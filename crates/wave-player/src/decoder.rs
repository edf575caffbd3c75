//! Byte-oriented decoder over a native media file.
//!
//! [`WaveDecoder`] negotiates the fixed client format with the backend,
//! owns a single reusable scratch buffer sized for one decode quantum, and
//! translates between byte and frame addressing for read/seek. All
//! operations on one instance are serialized by a per-instance lock;
//! callers may invoke them from any thread but concurrent calls block
//! rather than interleave.

use std::path::Path;
use std::sync::Mutex;
use std::sync::atomic::{AtomicBool, Ordering};

use wave_types::WaveFormat;

use crate::backend::{MediaBackend, MediaFile};
use crate::error::PlayerError;
use crate::format::{self, ClientFormat};
use crate::source::WaveSource;

/// Frames decoded per backend pull. A fixed decoding chunk size, distinct
/// from the playback engine's latency-driven refill cadence.
pub const DECODE_QUANTUM_FRAMES: usize = 2048;

struct Inner {
    file: Option<Box<dyn MediaFile>>,
    /// Reusable native-read buffer, exactly one decode quantum.
    scratch: Vec<u8>,
    /// Audio-relative position in frames (leading frames excluded).
    position: u64,
}

/// Decoder exposing a byte-oriented `read`/`position`/`len` surface while
/// operating internally in frames of the negotiated client format.
pub struct WaveDecoder {
    client: ClientFormat,
    wave_format: WaveFormat,
    total_frames: u64,
    /// Priming frames the codec inserts before the first audio sample.
    /// Skipped on every seek so positions stay audio-relative.
    leading_frames: u64,
    disposed: AtomicBool,
    inner: Mutex<Inner>,
}

impl WaveDecoder {
    /// Open `path` through `backend` and negotiate the client format.
    ///
    /// On any failure every partially acquired resource is released before
    /// the error propagates; a failed open leaves nothing live.
    pub fn open(backend: &dyn MediaBackend, path: &Path) -> Result<Self, PlayerError> {
        if path.as_os_str().is_empty() {
            return Err(PlayerError::InvalidArgument("path is empty"));
        }

        let mut file = backend.open(path).map_err(PlayerError::init)?;
        let source_format = file.file_format();
        let (intermediate, client) = format::negotiate(&source_format);
        tracing::debug!(
            rate_hz = intermediate.sample_rate,
            source_channels = source_format.channels,
            "negotiated client format"
        );

        file.set_client_format(&client).map_err(PlayerError::init)?;

        let leading_frames = file.leading_frames().unwrap_or(0);
        let total_frames = file.total_frames();
        let scratch = vec![0u8; DECODE_QUANTUM_FRAMES * usize::from(client.bytes_per_frame)];

        let decoder = Self {
            client,
            wave_format: client.wave_format(),
            total_frames,
            leading_frames,
            disposed: AtomicBool::new(false),
            inner: Mutex::new(Inner {
                file: Some(file),
                scratch,
                position: 0,
            }),
        };

        // Seek to 0 up front: this skips the leading frames so the first
        // read starts at the first audio sample.
        decoder.set_position(0)?;
        Ok(decoder)
    }

    /// Read up to `count` bytes into `buffer` at `offset`.
    ///
    /// `count` is rounded down to a whole number of frames. The return
    /// value is less than the rounded count only at end of stream.
    pub fn read(
        &self,
        buffer: &mut [u8],
        offset: usize,
        count: usize,
    ) -> Result<usize, PlayerError> {
        if self.disposed.load(Ordering::Acquire) {
            return Err(PlayerError::Disposed("decoder"));
        }
        if buffer.len() < offset + count {
            return Err(PlayerError::InvalidArgument(
                "buffer shorter than requested count",
            ));
        }

        let mut inner = self.inner.lock().unwrap();
        let Inner {
            file,
            scratch,
            position,
        } = &mut *inner;
        let Some(file) = file.as_mut() else {
            // Lost a race with dispose(); treat as drained.
            return Ok(0);
        };

        let bytes_per_frame = usize::from(self.client.bytes_per_frame);
        let count = count - count % bytes_per_frame;

        let mut read = 0;
        while read < count {
            let chunk_bytes = (count - read).min(scratch.len());
            let chunk_frames = chunk_bytes / bytes_per_frame;

            let produced =
                file.read_frames(&mut scratch[..chunk_frames * bytes_per_frame], chunk_frames)?;
            if produced == 0 {
                break; // end of stream, not an error
            }

            let produced_bytes = produced * bytes_per_frame;
            buffer[offset + read..offset + read + produced_bytes]
                .copy_from_slice(&scratch[..produced_bytes]);
            read += produced_bytes;
        }

        *position += (read / bytes_per_frame) as u64;
        Ok(read)
    }

    /// Current audio-relative position in bytes; `0` once disposed.
    pub fn position(&self) -> u64 {
        if self.disposed.load(Ordering::Acquire) {
            return 0;
        }
        let inner = self.inner.lock().unwrap();
        inner.position * u64::from(self.client.bytes_per_frame)
    }

    /// Seek to a byte position, rounded down to a frame boundary.
    ///
    /// The native seek is shifted by the leading-frame count; the stored
    /// position stays audio-relative so `position()` reflects what the
    /// caller will hear, not the raw file offset.
    pub fn set_position(&self, bytes: u64) -> Result<(), PlayerError> {
        if self.disposed.load(Ordering::Acquire) {
            return Err(PlayerError::Disposed("decoder"));
        }

        let mut inner = self.inner.lock().unwrap();
        let Some(file) = inner.file.as_mut() else {
            return Err(PlayerError::Disposed("decoder"));
        };

        let block_align = u64::from(self.wave_format.block_align);
        let aligned = bytes - bytes % block_align;
        let frame_offset = aligned / u64::from(self.client.bytes_per_frame);

        file.seek_frames(frame_offset + self.leading_frames)?;
        inner.position = frame_offset;
        Ok(())
    }

    /// Total stream length in bytes; `0` once disposed.
    pub fn len(&self) -> u64 {
        if self.disposed.load(Ordering::Acquire) {
            return 0;
        }
        self.total_frames * u64::from(self.client.bytes_per_frame)
    }

    pub fn is_empty(&self) -> bool {
        self.len() == 0
    }

    /// Seeking is always available for file-backed sources.
    pub fn can_seek(&self) -> bool {
        true
    }

    /// The client-side format: stereo, 32-bit IEEE float.
    pub fn wave_format(&self) -> WaveFormat {
        self.wave_format
    }

    /// Release the native handle and buffer memory.
    ///
    /// Idempotent and safe to call concurrently; only the first call
    /// observes live resources. Reads and seeks racing with dispose fail
    /// with [`PlayerError::Disposed`] or return a short read.
    pub fn dispose(&self) {
        if self.disposed.swap(true, Ordering::AcqRel) {
            return;
        }
        let mut inner = self.inner.lock().unwrap();
        inner.file = None;
        inner.scratch = Vec::new();
    }
}

impl std::fmt::Debug for WaveDecoder {
    fn fmt(&self, f: &mut std::fmt::Formatter<'_>) -> std::fmt::Result {
        f.debug_struct("WaveDecoder")
            .field("client", &self.client)
            .field("wave_format", &self.wave_format)
            .field("total_frames", &self.total_frames)
            .field("leading_frames", &self.leading_frames)
            .finish_non_exhaustive()
    }
}

impl Drop for WaveDecoder {
    fn drop(&mut self) {
        // Fallback path only; explicit dispose() is the primary release.
        self.dispose();
    }
}

impl WaveSource for WaveDecoder {
    fn read(&mut self, buf: &mut [u8]) -> Result<usize, PlayerError> {
        let count = buf.len();
        WaveDecoder::read(self, buf, 0, count)
    }

    fn wave_format(&self) -> WaveFormat {
        self.wave_format
    }
}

= = = = = = =

**PROBLEM:** Wherever "path" appears in the listing, report the line it is on.

**ANSWER SECTION:**
use std::path::Path;
    /// Open `path` through `backend` and negotiate the client format.
    pub fn open(backend: &dyn MediaBackend, path: &Path) -> Result<Self, PlayerError> {
        if path.as_os_str().is_empty() {
            return Err(PlayerError::InvalidArgument("path is empty"));
        let mut file = backend.open(path).map_err(PlayerError::init)?;
        // Fallback path only; explicit dispose() is the primary release.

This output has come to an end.